Silksong achievement suggests it'll take at least 10 hours longer to 100% complete compared to Hollow Knight—even for the fastest players
Gotta skong fast.

Hollow Knight: Silksong is out. I'm not playing it right now, because it is my accursed duty to write news for the hungry masses—given a lot of you are currently fighting Steam, tooth and nail. News like "hey, did you know that Silksong has two separate speedrun achievements?"
Per… well, my achievement list, the game has the two following achievements: "Speedrunner", which requires you to complete the game in five hours, and "Speed completion," which requires you to 100% it in 30 hours.
That's not to say Silksong's short, or anything—the current world record for Hollow Knight is a measly 30 minutes, and as my own library can attest, I've spent a good 40 hours futzing around Hallownest.
When it comes to the absurd tech that the internet's massive speedrunning community is certainly cooking up in their labs? Five hours is practically nothing—basically bullet time. It's that latter number that's slightly more interesting.

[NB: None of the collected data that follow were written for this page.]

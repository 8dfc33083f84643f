//! # Escrow: deadline-based two-party value custody
//!
//! A buyer locks value referencing a provider, a deadline, and a job. The
//! value later moves to the provider (release) or back to the buyer
//! (refund).
//!
//! ## State Machine
//!
//! ```text
//!   ┌────────┐  release (buyer)  ┌──────────┐
//!   │ ACTIVE ├──────────────────▶│ RELEASED │
//!   └───┬────┘                   └──────────┘
//!       │ refund (provider any time, buyer after deadline)
//!       ▼
//!   ┌──────────┐
//!   │ REFUNDED │
//!   └──────────┘
//! ```
//!
//! Both terminal states are final. A terminated record is retained for
//! audit, but every fund-moving operation on it fails.

use chrono::{DateTime, Utc};
use rust_decimal::Decimal;
use serde::{Deserialize, Serialize};

use crate::{AcpError, Address, EscrowId, JobHash, Result};

/// The lifecycle state of an escrow.
///
/// Transitions happen exactly once:
/// - `Active → Released` (value paid to the provider)
/// - `Active → Refunded` (value returned to the buyer)
#[derive(Debug, Clone, Copy, PartialEq, Eq, Hash, Serialize, Deserialize)]
pub enum EscrowState {
    /// Value is locked in custody.
    Active,
    /// Value was paid out to the provider. **Terminal.**
    Released,
    /// Value was returned to the buyer. **Terminal.**
    Refunded,
}

impl EscrowState {
    /// Can this escrow transition to the given target state?
    #[must_use]
    pub fn can_transition_to(&self, target: Self) -> bool {
        matches!((self, target), (Self::Active, Self::Released | Self::Refunded))
    }

    #[must_use]
    pub fn is_terminal(&self) -> bool {
        !matches!(self, Self::Active)
    }
}

impl std::fmt::Display for EscrowState {
    fn fmt(&self, f: &mut std::fmt::Formatter<'_>) -> std::fmt::Result {
        match self {
            Self::Active => write!(f, "ACTIVE"),
            Self::Released => write!(f, "RELEASED"),
            Self::Refunded => write!(f, "REFUNDED"),
        }
    }
}

/// A single escrow, keyed by its sequential [`EscrowId`].
#[derive(Debug, Clone, PartialEq, Eq, Serialize, Deserialize)]
pub struct EscrowRecord {
    pub id: EscrowId,
    /// The party that locked the value.
    pub buyer: Address,
    /// The party that is paid on release. Never equal to `buyer`.
    pub provider: Address,
    /// Locked value, `0 < amount <= max_amount`.
    pub amount: Decimal,
    /// After this instant the buyer may reclaim the value.
    pub deadline: DateTime<Utc>,
    /// Reference to the external job description.
    pub job_hash: JobHash,
    pub state: EscrowState,
    pub created_at: DateTime<Utc>,
}

impl EscrowRecord {
    #[must_use]
    pub fn is_active(&self) -> bool {
        self.state == EscrowState::Active
    }

    /// Strictly after the deadline. At exactly `deadline` the buyer still waits.
    #[must_use]
    pub fn deadline_passed(&self, now: DateTime<Utc>) -> bool {
        now > self.deadline
    }

    /// Is `who` one of the two parties?
    #[must_use]
    pub fn is_party(&self, who: &Address) -> bool {
        *who == self.buyer || *who == self.provider
    }

    /// Attempt to transition to RELEASED state.
    ///
    /// # Errors
    /// Returns `EscrowNotActive` if current state is not Active.
    pub fn mark_released(&mut self) -> Result<()> {
        self.transition(EscrowState::Released)
    }

    /// Attempt to transition to REFUNDED state.
    ///
    /// # Errors
    /// Returns `EscrowNotActive` if current state is not Active.
    pub fn mark_refunded(&mut self) -> Result<()> {
        self.transition(EscrowState::Refunded)
    }

    fn transition(&mut self, target: EscrowState) -> Result<()> {
        if !self.state.can_transition_to(target) {
            return Err(AcpError::EscrowNotActive {
                id: self.id,
                state: self.state,
            });
        }
        self.state = target;
        Ok(())
    }
}

/// Dummy escrow for testing. **Never use in production.**
#[cfg(any(test, feature = "test-helpers"))]
impl EscrowRecord {
    /// An active escrow of `amount` with a deadline one hour out.
    #[must_use]
    pub fn dummy(id: EscrowId, amount: Decimal) -> Self {
        let now = Utc::now();
        Self {
            id,
            buyer: Address::random(),
            provider: Address::random(),
            amount,
            deadline: now + chrono::Duration::hours(1),
            job_hash: JobHash::of_str("job"),
            state: EscrowState::Active,
            created_at: now,
        }
    }
}
//! System-wide constants for the ACP core.

use rust_decimal::Decimal;

/// Default safety cap on a single escrow (0.01).
pub const DEFAULT_MAX_AMOUNT: Decimal = Decimal::from_parts(1, 0, 0, false, 2);

/// Default maximum items in a single batch anchor call.
pub const DEFAULT_MAX_BATCH_SIZE: usize = 256;

/// Version string.
pub const VERSION: &str = env!("CARGO_PKG_VERSION");

/// Component name used in logs.
pub const CORE_NAME: &str = "ACP Core";
//! Error types for the lip-sync core.

use serde::{Deserialize, Serialize};

use crate::viseme::VisemeId;

/// Error type covering every failure the core can report.
///
/// None of these are fatal to a playback session: loader failures collapse to
/// the fallback timeline inside [`crate::loader::load_cues`], and apply-step
/// failures degrade to a static mouth.
#[derive(thiserror::Error, Debug, Clone, PartialEq, Serialize, Deserialize)]
#[non_exhaustive]
pub enum LipSyncError {
    /// Cue resource could not be retrieved (I/O, transport, missing file).
    #[error("cue resource unavailable: {reason}")]
    ResourceUnavailable { reason: String },

    /// Cue payload did not match any supported shape.
    #[error("malformed cue payload: {reason}")]
    MalformedPayload { reason: String },

    /// A cue referenced a viseme with no entry in the viseme table.
    #[error("viseme {id:?} has no entry in the viseme table")]
    MissingVisemeEntry { id: VisemeId },

    /// A viseme weight referenced a morph channel the loaded model does not drive.
    #[error("morph channel not found on model: {channel}")]
    MissingMouthTarget { channel: String },
}

impl LipSyncError {
    /// Get error category for logging/metrics.
    #[inline]
    pub fn category(&self) -> &'static str {
        match self {
            Self::ResourceUnavailable { .. } => "resource",
            Self::MalformedPayload { .. } => "payload",
            Self::MissingVisemeEntry { .. } => "table",
            Self::MissingMouthTarget { .. } => "rig",
        }
    }
}

impl From<std::io::Error> for LipSyncError {
    fn from(err: std::io::Error) -> Self {
        Self::ResourceUnavailable {
            reason: err.to_string(),
        }
    }
}

impl From<serde_json::Error> for LipSyncError {
    fn from(err: serde_json::Error) -> Self {
        Self::MalformedPayload {
            reason: err.to_string(),
        }
    }
}
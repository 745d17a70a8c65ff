//! The seam between the scheduler and whatever drives the face.

use hashbrown::HashMap;

/// Receiver for morph-channel weight writes.
///
/// Hosts implement this over their mesh (morph-target influences, blend
/// shapes, ...). `set_weight` returns `false` when the named channel is not
/// drivable on the loaded model; the caller reports the miss and moves on.
pub trait MorphSink {
    fn set_weight(&mut self, channel: &str, value: f32) -> bool;
}

/// Concrete named-channel store: the native and test stand-in for a mesh's
/// morph-target influences.
#[derive(Debug, Clone, Default, PartialEq)]
pub struct MorphTargetSet {
    influences: HashMap<String, f32>,
}

impl MorphTargetSet {
    /// Build a set with the given drivable channel names, all at weight 0.
    pub fn with_channels<I, S>(channels: I) -> Self
    where
        I: IntoIterator<Item = S>,
        S: Into<String>,
    {
        Self {
            influences: channels.into_iter().map(|c| (c.into(), 0.0)).collect(),
        }
    }

    #[inline]
    pub fn weight(&self, channel: &str) -> Option<f32> {
        self.influences.get(channel).copied()
    }

    #[inline]
    pub fn has_channel(&self, channel: &str) -> bool {
        self.influences.contains_key(channel)
    }

    /// Channels currently driven above zero.
    pub fn active_channels(&self) -> Vec<&str> {
        let mut active: Vec<&str> = self
            .influences
            .iter()
            .filter(|(_, w)| **w > 0.0)
            .map(|(c, _)| c.as_str())
            .collect();
        active.sort_unstable();
        active
    }
}

impl MorphSink for MorphTargetSet {
    fn set_weight(&mut self, channel: &str, value: f32) -> bool {
        match self.influences.get_mut(channel) {
            Some(slot) => {
                *slot = value;
                true
            }
            None => false,
        }
    }
}
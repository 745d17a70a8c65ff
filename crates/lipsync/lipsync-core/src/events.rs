//! Semantic events emitted while stepping the engine.
//!
//! Adapters drain these each frame and forward them to the host (console,
//! metrics, UI). Nothing in here is fatal; events exist so degraded behavior
//! is observable instead of silent.

use serde::{Deserialize, Serialize};

use crate::ids::SessionId;
use crate::viseme::VisemeId;

#[derive(Clone, Debug, PartialEq, Serialize, Deserialize)]
#[non_exhaustive]
pub enum SyncEvent {
    /// A session was armed with a timeline.
    PlaybackStarted { session: SessionId, cue_count: usize },
    /// A session was disarmed and the face reset to silence.
    PlaybackEnded { session: SessionId },
    /// A cue referenced a viseme missing from the table; the frame was a no-op.
    MissingViseme { id: VisemeId },
    /// A weight write hit a channel the model does not drive.
    MissingTarget { channel: String },
}
//! Lip-Sync Core (host-agnostic)
//!
//! This crate owns the non-visual half of avatar lip sync: loading timed
//! viseme cues for an audio clip, deciding which viseme is active on each
//! rendered frame, and writing morph-channel weights through a host-provided
//! sink. Rendering, audio playback, and the fetch transport are adapter
//! concerns (see `lipsync-wasm` for the browser host).

pub mod clock;
pub mod config;
pub mod cue;
pub mod engine;
pub mod error;
pub mod events;
pub mod ids;
pub mod loader;
pub mod rig;
pub mod session;
pub mod viseme;

// Re-exports for consumers (adapters)
pub use clock::{Clock, ManualClock, SystemClock};
pub use config::Config;
pub use cue::{Cue, CueTimeline};
pub use engine::LipSync;
pub use error::LipSyncError;
pub use events::SyncEvent;
pub use ids::SessionId;
pub use loader::{audio_id, load_cues, parse_mouth_cues, CueSource, FileCueSource};
pub use rig::{MorphSink, MorphTargetSet};
pub use session::{PlaybackSession, SessionState};
pub use viseme::{VisemeId, VisemeTable, VisemeWeights};

/// Result type for fallible lip-sync operations.
pub type Result<T> = core::result::Result<T, LipSyncError>;
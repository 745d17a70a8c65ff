//! Wall-clock abstraction.
//!
//! The scheduler never samples the system clock directly: hosts inject a
//! [`Clock`] so frame timing is testable without real timers, and so the same
//! code runs on native and wasm32 targets (via the `instant` crate).

use core::cell::Cell;

/// Source of the current time, in seconds from an arbitrary fixed origin.
/// Must be monotonic for the duration of a playback session.
pub trait Clock: core::fmt::Debug {
    fn now(&self) -> f64;
}

impl<C: Clock + ?Sized> Clock for &C {
    #[inline]
    fn now(&self) -> f64 {
        (**self).now()
    }
}

impl<C: Clock + ?Sized> Clock for std::rc::Rc<C> {
    #[inline]
    fn now(&self) -> f64 {
        (**self).now()
    }
}

impl<C: Clock + ?Sized> Clock for std::sync::Arc<C> {
    #[inline]
    fn now(&self) -> f64 {
        (**self).now()
    }
}

/// Monotonic clock counting seconds since its creation.
#[derive(Debug)]
pub struct SystemClock {
    epoch: instant::Instant,
}

impl SystemClock {
    pub fn new() -> Self {
        Self {
            epoch: instant::Instant::now(),
        }
    }
}

impl Default for SystemClock {
    fn default() -> Self {
        Self::new()
    }
}

impl Clock for SystemClock {
    #[inline]
    fn now(&self) -> f64 {
        self.epoch.elapsed().as_secs_f64()
    }
}

/// Hand-driven clock for tests: time only moves when told to.
#[derive(Debug, Default)]
pub struct ManualClock {
    time: Cell<f64>,
}

impl ManualClock {
    pub fn new() -> Self {
        Self::default()
    }

    pub fn starting_at(time: f64) -> Self {
        Self { time: Cell::new(time) }
    }

    pub fn set(&self, time: f64) {
        self.time.set(time);
    }

    pub fn advance(&self, dt: f64) {
        self.time.set(self.time.get() + dt);
    }
}

impl Clock for ManualClock {
    #[inline]
    fn now(&self) -> f64 {
        self.time.get()
    }
}
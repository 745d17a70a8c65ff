use std::rc::Rc;

use lipsync_core::{
    Config, Cue, CueSource, CueTimeline, LipSync, LipSyncError, ManualClock, MorphTargetSet,
    SyncEvent, VisemeId,
};

fn rig() -> MorphTargetSet {
    MorphTargetSet::with_channels([
        "viseme_aa",
        "viseme_I",
        "viseme_E",
        "viseme_O",
        "viseme_U",
        "viseme_PP",
        "viseme_FF",
        "viseme_TH",
        "viseme_DD",
        "viseme_kk",
        "viseme_CH",
        "viseme_SS",
        "viseme_nn",
        "viseme_RR",
    ])
}

fn engine_with_clock() -> (LipSync, Rc<ManualClock>) {
    let clock = Rc::new(ManualClock::new());
    let engine = LipSync::with_clock(Config::default(), Box::new(Rc::clone(&clock)));
    (engine, clock)
}

/// it should walk the fallback triple frame by frame and reset on end
#[test]
fn full_playback_run() {
    let (mut engine, clock) = engine_with_clock();
    let mut rig = rig();

    clock.set(3.0);
    engine.begin(CueTimeline::fallback());
    assert!(engine.is_active());

    clock.set(3.05);
    assert_eq!(engine.update(&mut rig), Some(VisemeId::B));
    assert_eq!(rig.weight("viseme_PP"), Some(1.0));

    clock.set(3.15);
    assert_eq!(engine.update(&mut rig), Some(VisemeId::A));
    assert_eq!(rig.weight("viseme_aa"), Some(1.0));
    assert_eq!(rig.weight("viseme_PP"), Some(0.0));

    // Past every cue: no match, last expression holds.
    clock.set(3.35);
    assert_eq!(engine.update(&mut rig), None);
    assert_eq!(rig.weight("viseme_aa"), Some(1.0));

    engine.end(&mut rig);
    assert!(rig.active_channels().is_empty());
    assert_eq!(engine.applied_viseme(), Some(VisemeId::X));
}

/// it should return the same viseme for repeated ticks at one instant
#[test]
fn tick_idempotent_within_cue_window() {
    let (mut engine, clock) = engine_with_clock();
    let mut rig = rig();

    clock.set(0.0);
    engine.begin(CueTimeline::fallback());

    clock.set(0.12);
    let first = engine.update(&mut rig);
    let second = engine.update(&mut rig);
    assert_eq!(first, Some(VisemeId::A));
    assert_eq!(first, second);
    assert_eq!(rig.weight("viseme_aa"), Some(1.0));
}

/// it should let the earlier-listed cue win when two cues overlap
#[test]
fn overlapping_cues_first_listed_wins() {
    let (mut engine, clock) = engine_with_clock();
    let mut rig = rig();

    clock.set(0.0);
    engine.begin(CueTimeline::new(vec![
        Cue::new(0.0, 0.5, VisemeId::E),
        Cue::new(0.2, 0.8, VisemeId::U),
    ]));

    clock.set(0.3);
    assert_eq!(engine.update(&mut rig), Some(VisemeId::E));

    clock.set(0.6);
    assert_eq!(engine.update(&mut rig), Some(VisemeId::U));
}

/// it should clear blended weights when moving between diphthong visemes
#[test]
fn diphthong_blend_transition_clears_stale_channels() {
    let (mut engine, clock) = engine_with_clock();
    let mut rig = rig();

    clock.set(0.0);
    engine.begin(CueTimeline::new(vec![
        Cue::new(0.0, 0.2, VisemeId::Ai),
        Cue::new(0.3, 0.5, VisemeId::Oi),
    ]));

    clock.set(0.1);
    engine.update(&mut rig);
    assert_eq!(rig.weight("viseme_aa"), Some(0.7));
    assert_eq!(rig.weight("viseme_I"), Some(0.3));

    clock.set(0.4);
    engine.update(&mut rig);
    assert_eq!(rig.weight("viseme_aa"), Some(0.0));
    assert_eq!(rig.weight("viseme_O"), Some(0.7));
    assert_eq!(rig.weight("viseme_I"), Some(0.3));
}

/// it should emit started/ended events across a session
#[test]
fn event_sequence_over_session() {
    let (mut engine, clock) = engine_with_clock();
    let mut rig = rig();

    clock.set(1.0);
    let id = engine.begin(CueTimeline::fallback());
    engine.end(&mut rig);

    assert_eq!(
        engine.take_events(),
        vec![
            SyncEvent::PlaybackStarted {
                session: id,
                cue_count: 3,
            },
            SyncEvent::PlaybackEnded { session: id },
        ]
    );
    assert!(engine.take_events().is_empty());
}

/// it should keep ticking from the fallback cues when the resource is down
#[test]
fn degraded_playback_from_failed_load() {
    struct DownSource;
    impl CueSource for DownSource {
        fn fetch(&self, _id: &str) -> lipsync_core::Result<String> {
            Err(LipSyncError::ResourceUnavailable {
                reason: "503".into(),
            })
        }
    }

    let (mut engine, clock) = engine_with_clock();
    let mut rig = rig();

    clock.set(10.0);
    engine.begin_for(&DownSource, "/audio/reply.wav");

    clock.set(10.05);
    assert_eq!(engine.update(&mut rig), Some(VisemeId::B));
    assert_eq!(rig.weight("viseme_PP"), Some(1.0));
}

/// it should stop driving the rig once a fresh session supersedes the old one
#[test]
fn supersession_never_reads_stale_timeline() {
    let (mut engine, clock) = engine_with_clock();
    let mut rig = rig();

    clock.set(0.0);
    engine.begin(CueTimeline::new(vec![Cue::new(0.0, 10.0, VisemeId::R)]));

    clock.set(1.0);
    engine.begin(CueTimeline::new(vec![Cue::new(0.0, 0.5, VisemeId::K)]));

    clock.set(1.25);
    // Elapsed 0.25 into the new session; the old all-covering cue is gone.
    assert_eq!(engine.update(&mut rig), Some(VisemeId::K));

    clock.set(2.0);
    assert_eq!(engine.update(&mut rig), None);
}
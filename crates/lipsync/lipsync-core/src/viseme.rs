//! Viseme labels and their morph-channel weight maps.

use core::fmt;
use core::str::FromStr;

use hashbrown::HashMap;
use serde::{Deserialize, Serialize};

/// Visual mouth-shape category. Closed set, fixed at build time; the names
/// mirror the cue wire format (Rhubarb-style letters plus a few extras).
#[derive(Debug, Clone, Copy, PartialEq, Eq, Hash, Serialize, Deserialize)]
pub enum VisemeId {
    /// 'ah' as in 'father'
    A,
    /// 'ee' as in 'beat'
    I,
    /// 'eh' as in 'bet'
    E,
    /// 'oh' as in 'boat'
    O,
    /// 'oo' as in 'boot'
    U,
    /// Bilabial plosives (p, b, m)
    B,
    /// Labiodental fricatives (f, v)
    F,
    /// Dental fricatives (th)
    T,
    /// Alveolar plosives (t, d)
    D,
    /// Velar plosives (k, g)
    K,
    /// Post-alveolar affricates (ch, j)
    #[serde(rename = "CH")]
    Ch,
    /// Sibilant fricatives (s, z)
    S,
    /// Alveolar nasals (n)
    N,
    /// Alveolar approximants (r)
    R,
    /// Silence/neutral: every channel at 0
    X,
    /// Blend for the 'ai' diphthong
    #[serde(rename = "AI")]
    Ai,
    /// Blend for the 'oi' diphthong
    #[serde(rename = "OI")]
    Oi,
    /// Blend for the 'au' diphthong
    #[serde(rename = "AU")]
    Au,
}

impl VisemeId {
    /// Wire name of this viseme (the string used in cue payloads).
    #[inline]
    pub fn as_str(&self) -> &'static str {
        match self {
            Self::A => "A",
            Self::I => "I",
            Self::E => "E",
            Self::O => "O",
            Self::U => "U",
            Self::B => "B",
            Self::F => "F",
            Self::T => "T",
            Self::D => "D",
            Self::K => "K",
            Self::Ch => "CH",
            Self::S => "S",
            Self::N => "N",
            Self::R => "R",
            Self::X => "X",
            Self::Ai => "AI",
            Self::Oi => "OI",
            Self::Au => "AU",
        }
    }

    /// The neutral viseme applied when playback ends.
    #[inline]
    pub fn silence() -> Self {
        Self::X
    }
}

impl fmt::Display for VisemeId {
    fn fmt(&self, f: &mut fmt::Formatter<'_>) -> fmt::Result {
        f.write_str(self.as_str())
    }
}

impl FromStr for VisemeId {
    type Err = ();

    fn from_str(s: &str) -> Result<Self, Self::Err> {
        Ok(match s {
            "A" => Self::A,
            "I" => Self::I,
            "E" => Self::E,
            "O" => Self::O,
            "U" => Self::U,
            "B" => Self::B,
            "F" => Self::F,
            "T" => Self::T,
            "D" => Self::D,
            "K" => Self::K,
            "CH" => Self::Ch,
            "S" => Self::S,
            "N" => Self::N,
            "R" => Self::R,
            "X" => Self::X,
            "AI" => Self::Ai,
            "OI" => Self::Oi,
            "AU" => Self::Au,
            _ => return Err(()),
        })
    }
}

/// Morph-channel weights for one viseme. Channels not present are implicitly 0.
#[derive(Debug, Clone, Default, PartialEq, Serialize, Deserialize)]
pub struct VisemeWeights(HashMap<String, f32>);

impl VisemeWeights {
    /// Build weights from (channel, intensity) pairs. Intensities are clamped
    /// to [0, 1].
    pub fn of(pairs: &[(&str, f32)]) -> Self {
        Self(
            pairs
                .iter()
                .map(|(k, v)| (k.to_string(), v.clamp(0.0, 1.0)))
                .collect(),
        )
    }

    #[inline]
    pub fn get(&self, channel: &str) -> f32 {
        self.0.get(channel).copied().unwrap_or(0.0)
    }

    #[inline]
    pub fn iter(&self) -> impl Iterator<Item = (&str, f32)> {
        self.0.iter().map(|(k, v)| (k.as_str(), *v))
    }

    #[inline]
    pub fn is_empty(&self) -> bool {
        self.0.is_empty()
    }

    #[inline]
    pub fn len(&self) -> usize {
        self.0.len()
    }
}

/// Static mapping from viseme to morph-channel weights. Loaded once at
/// startup; lookup misses are recoverable, never a panic.
#[derive(Debug, Clone, PartialEq, Serialize, Deserialize)]
pub struct VisemeTable {
    entries: HashMap<VisemeId, VisemeWeights>,
}

impl VisemeTable {
    /// Empty table (useful for hosts supplying their own mapping).
    pub fn empty() -> Self {
        Self {
            entries: HashMap::new(),
        }
    }

    pub fn insert(&mut self, id: VisemeId, weights: VisemeWeights) {
        self.entries.insert(id, weights);
    }

    #[inline]
    pub fn get(&self, id: VisemeId) -> Option<&VisemeWeights> {
        self.entries.get(&id)
    }

    #[inline]
    pub fn contains(&self, id: VisemeId) -> bool {
        self.entries.contains_key(&id)
    }

    #[inline]
    pub fn len(&self) -> usize {
        self.entries.len()
    }

    #[inline]
    pub fn is_empty(&self) -> bool {
        self.entries.is_empty()
    }
}

impl Default for VisemeTable {
    /// The compiled-in mapping onto ARKit/Wolf3D-style `viseme_*` morph
    /// targets, including the weighted diphthong blends.
    fn default() -> Self {
        let mut t = Self::empty();
        t.insert(VisemeId::A, VisemeWeights::of(&[("viseme_aa", 1.0)]));
        t.insert(VisemeId::I, VisemeWeights::of(&[("viseme_I", 1.0)]));
        t.insert(VisemeId::E, VisemeWeights::of(&[("viseme_E", 1.0)]));
        t.insert(VisemeId::O, VisemeWeights::of(&[("viseme_O", 1.0)]));
        t.insert(VisemeId::U, VisemeWeights::of(&[("viseme_U", 1.0)]));
        t.insert(VisemeId::B, VisemeWeights::of(&[("viseme_PP", 1.0)]));
        t.insert(VisemeId::F, VisemeWeights::of(&[("viseme_FF", 1.0)]));
        t.insert(VisemeId::T, VisemeWeights::of(&[("viseme_TH", 1.0)]));
        t.insert(VisemeId::D, VisemeWeights::of(&[("viseme_DD", 1.0)]));
        t.insert(VisemeId::K, VisemeWeights::of(&[("viseme_kk", 1.0)]));
        t.insert(VisemeId::Ch, VisemeWeights::of(&[("viseme_CH", 1.0)]));
        t.insert(VisemeId::S, VisemeWeights::of(&[("viseme_SS", 1.0)]));
        t.insert(VisemeId::N, VisemeWeights::of(&[("viseme_nn", 1.0)]));
        t.insert(VisemeId::R, VisemeWeights::of(&[("viseme_RR", 1.0)]));
        // Silence: all channels implicitly 0.
        t.insert(VisemeId::X, VisemeWeights::default());
        t.insert(
            VisemeId::Ai,
            VisemeWeights::of(&[("viseme_aa", 0.7), ("viseme_I", 0.3)]),
        );
        t.insert(
            VisemeId::Oi,
            VisemeWeights::of(&[("viseme_O", 0.7), ("viseme_I", 0.3)]),
        );
        t.insert(
            VisemeId::Au,
            VisemeWeights::of(&[("viseme_aa", 0.7), ("viseme_U", 0.3)]),
        );
        t
    }
}

#[cfg(test)]
mod tests {
    use super::*;

    #[test]
    fn wire_names_roundtrip() {
        for id in [VisemeId::A, VisemeId::Ch, VisemeId::Ai, VisemeId::X] {
            let json = serde_json::to_string(&id).unwrap();
            assert_eq!(json, format!("\"{}\"", id.as_str()));
            let back: VisemeId = serde_json::from_str(&json).unwrap();
            assert_eq!(back, id);
            assert_eq!(id.as_str().parse::<VisemeId>(), Ok(id));
        }
        assert!("viseme_aa".parse::<VisemeId>().is_err());
    }

    #[test]
    fn default_table_covers_every_viseme() {
        let table = VisemeTable::default();
        for id in [
            VisemeId::A,
            VisemeId::I,
            VisemeId::E,
            VisemeId::O,
            VisemeId::U,
            VisemeId::B,
            VisemeId::F,
            VisemeId::T,
            VisemeId::D,
            VisemeId::K,
            VisemeId::Ch,
            VisemeId::S,
            VisemeId::N,
            VisemeId::R,
            VisemeId::X,
            VisemeId::Ai,
            VisemeId::Oi,
            VisemeId::Au,
        ] {
            assert!(table.contains(id), "missing entry for {id}");
        }
    }

    #[test]
    fn silence_drives_no_channels() {
        let table = VisemeTable::default();
        assert!(table.get(VisemeId::X).unwrap().is_empty());
    }

    #[test]
    fn blend_weights() {
        let table = VisemeTable::default();
        let ai = table.get(VisemeId::Ai).unwrap();
        assert_eq!(ai.get("viseme_aa"), 0.7);
        assert_eq!(ai.get("viseme_I"), 0.3);
        assert_eq!(ai.get("viseme_PP"), 0.0);
    }

    #[test]
    fn weights_clamp_to_unit_range() {
        let w = VisemeWeights::of(&[("viseme_aa", 2.0), ("viseme_I", -0.5)]);
        assert_eq!(w.get("viseme_aa"), 1.0);
        assert_eq!(w.get("viseme_I"), 0.0);
    }
}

If we go ahead and assume that Team Cherry's played enough of the game to get a good guesstimate (a safe assumption, they made the dang thing) a fast, beelining-for-everything playthrough worthy of accolades is 30 hours. Round up a couple of dozen hours for repeat attempts, futzing around, and going to the microwave to make hot pockets or something, and we've got ourselves quite the meaty sequel on our hands.
As a matter of fact, we can compare this directly to a similar achievement for the OB (original bug) game—Hollow Knight's achievement for a similar feat, also called "Speed Completion", asks players to complete the game in 20 hours. I'm sure Cherry isn't exact with its measurements, but that implies that Silksong is a third longer than its predecessor. Hot damn.
There are also meta-achievements for both beating the game in Steel Soul mode, and for reaching 100% completion—for context, Steel Soul is a permadeath mode. Y'know, for you sadists out there.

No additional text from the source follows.